MATERIAL FOR THE TASK section start

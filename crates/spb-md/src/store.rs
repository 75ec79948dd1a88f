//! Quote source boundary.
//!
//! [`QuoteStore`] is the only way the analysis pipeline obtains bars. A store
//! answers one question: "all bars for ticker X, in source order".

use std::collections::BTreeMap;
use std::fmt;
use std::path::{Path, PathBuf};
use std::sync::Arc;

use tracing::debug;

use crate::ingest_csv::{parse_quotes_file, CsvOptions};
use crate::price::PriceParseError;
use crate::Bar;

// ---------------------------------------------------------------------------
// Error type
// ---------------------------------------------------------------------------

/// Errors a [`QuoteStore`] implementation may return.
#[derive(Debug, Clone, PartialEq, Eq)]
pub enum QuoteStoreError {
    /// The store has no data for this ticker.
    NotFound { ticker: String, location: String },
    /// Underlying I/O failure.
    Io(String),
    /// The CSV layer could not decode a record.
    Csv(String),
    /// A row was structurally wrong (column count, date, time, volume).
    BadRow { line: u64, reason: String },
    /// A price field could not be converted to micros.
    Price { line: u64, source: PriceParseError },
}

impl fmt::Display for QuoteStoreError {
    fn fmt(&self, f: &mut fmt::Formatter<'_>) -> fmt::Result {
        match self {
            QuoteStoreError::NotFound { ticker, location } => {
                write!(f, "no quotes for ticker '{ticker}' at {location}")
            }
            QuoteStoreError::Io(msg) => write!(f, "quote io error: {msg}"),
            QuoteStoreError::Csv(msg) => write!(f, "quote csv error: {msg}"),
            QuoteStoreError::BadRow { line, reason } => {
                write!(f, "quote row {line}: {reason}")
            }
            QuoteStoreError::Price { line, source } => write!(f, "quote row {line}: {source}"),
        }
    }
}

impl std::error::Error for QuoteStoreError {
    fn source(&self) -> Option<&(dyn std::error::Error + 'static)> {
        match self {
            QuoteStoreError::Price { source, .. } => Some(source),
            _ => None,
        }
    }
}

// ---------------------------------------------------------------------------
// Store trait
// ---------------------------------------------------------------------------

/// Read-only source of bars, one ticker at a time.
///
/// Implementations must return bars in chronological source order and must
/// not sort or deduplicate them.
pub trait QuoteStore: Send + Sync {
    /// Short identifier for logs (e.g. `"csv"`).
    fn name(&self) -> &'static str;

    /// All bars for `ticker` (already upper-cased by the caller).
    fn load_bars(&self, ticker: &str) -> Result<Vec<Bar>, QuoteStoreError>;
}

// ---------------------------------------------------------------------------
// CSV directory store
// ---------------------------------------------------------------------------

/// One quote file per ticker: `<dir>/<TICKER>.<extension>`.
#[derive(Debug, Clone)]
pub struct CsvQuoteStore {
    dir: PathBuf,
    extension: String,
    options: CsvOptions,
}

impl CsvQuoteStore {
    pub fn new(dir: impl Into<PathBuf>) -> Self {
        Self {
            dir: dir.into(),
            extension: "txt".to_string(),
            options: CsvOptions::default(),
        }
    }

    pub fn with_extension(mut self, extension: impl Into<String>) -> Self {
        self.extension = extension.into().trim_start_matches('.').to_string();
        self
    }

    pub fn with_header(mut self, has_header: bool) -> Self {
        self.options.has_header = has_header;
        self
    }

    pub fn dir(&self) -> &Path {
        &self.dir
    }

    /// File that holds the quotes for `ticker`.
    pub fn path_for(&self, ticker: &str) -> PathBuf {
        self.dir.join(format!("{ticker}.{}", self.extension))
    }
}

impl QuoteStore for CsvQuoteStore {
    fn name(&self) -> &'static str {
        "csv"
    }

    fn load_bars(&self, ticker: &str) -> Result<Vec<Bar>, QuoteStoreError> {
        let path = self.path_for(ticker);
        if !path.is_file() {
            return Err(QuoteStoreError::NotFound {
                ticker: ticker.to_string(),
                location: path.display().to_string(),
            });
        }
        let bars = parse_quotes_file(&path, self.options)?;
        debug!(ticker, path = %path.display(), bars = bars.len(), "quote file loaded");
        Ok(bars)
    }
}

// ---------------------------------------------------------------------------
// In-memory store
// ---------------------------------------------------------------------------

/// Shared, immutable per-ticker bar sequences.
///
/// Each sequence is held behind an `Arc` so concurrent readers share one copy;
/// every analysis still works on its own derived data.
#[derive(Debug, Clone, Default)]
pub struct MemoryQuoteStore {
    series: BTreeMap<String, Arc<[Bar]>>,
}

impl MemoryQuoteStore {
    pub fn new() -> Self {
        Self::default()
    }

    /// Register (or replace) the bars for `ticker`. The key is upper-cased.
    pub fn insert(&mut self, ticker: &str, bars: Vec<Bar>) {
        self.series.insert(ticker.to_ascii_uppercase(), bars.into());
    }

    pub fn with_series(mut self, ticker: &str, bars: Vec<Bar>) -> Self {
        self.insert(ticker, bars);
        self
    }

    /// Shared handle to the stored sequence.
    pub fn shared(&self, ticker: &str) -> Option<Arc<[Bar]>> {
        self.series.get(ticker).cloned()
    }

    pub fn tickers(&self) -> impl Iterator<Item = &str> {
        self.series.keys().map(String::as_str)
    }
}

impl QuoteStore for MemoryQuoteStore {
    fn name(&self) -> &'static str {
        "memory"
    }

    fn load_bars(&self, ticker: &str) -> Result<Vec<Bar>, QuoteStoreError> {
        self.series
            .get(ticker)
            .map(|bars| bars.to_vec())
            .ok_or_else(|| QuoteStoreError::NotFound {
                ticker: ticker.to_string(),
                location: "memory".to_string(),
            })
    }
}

MATERIAL FOR THE TASK section end

WORK TO BE COMPLETED: Exactly the lines from the start of the entries through the one bearing "impl std::error::Error for" are to be output, with both ends included.

ANSWER SPACE:
filename crates/spb-md/src/store.rs
repository 75ec79948dd1a88f
//! Quote source boundary.
//!
//! [`QuoteStore`] is the only way the analysis pipeline obtains bars. A store
//! answers one question: "all bars for ticker X, in source order".

use std::collections::BTreeMap;
use std::fmt;
use std::path::{Path, PathBuf};
use std::sync::Arc;

use tracing::debug;

use crate::ingest_csv::{parse_quotes_file, CsvOptions};
use crate::price::PriceParseError;
use crate::Bar;

// ---------------------------------------------------------------------------
// Error type
// ---------------------------------------------------------------------------

/// Errors a [`QuoteStore`] implementation may return.
#[derive(Debug, Clone, PartialEq, Eq)]
pub enum QuoteStoreError {
    /// The store has no data for this ticker.
    NotFound { ticker: String, location: String },
    /// Underlying I/O failure.
    Io(String),
    /// The CSV layer could not decode a record.
    Csv(String),
    /// A row was structurally wrong (column count, date, time, volume).
    BadRow { line: u64, reason: String },
    /// A price field could not be converted to micros.
    Price { line: u64, source: PriceParseError },
}

impl fmt::Display for QuoteStoreError {
    fn fmt(&self, f: &mut fmt::Formatter<'_>) -> fmt::Result {
        match self {
            QuoteStoreError::NotFound { ticker, location } => {
                write!(f, "no quotes for ticker '{ticker}' at {location}")
            }
            QuoteStoreError::Io(msg) => write!(f, "quote io error: {msg}"),
            QuoteStoreError::Csv(msg) => write!(f, "quote csv error: {msg}"),
            QuoteStoreError::BadRow { line, reason } => {
                write!(f, "quote row {line}: {reason}")
            }
            QuoteStoreError::Price { line, source } => write!(f, "quote row {line}: {source}"),
        }
    }
}

impl std::error::Error for QuoteStoreError {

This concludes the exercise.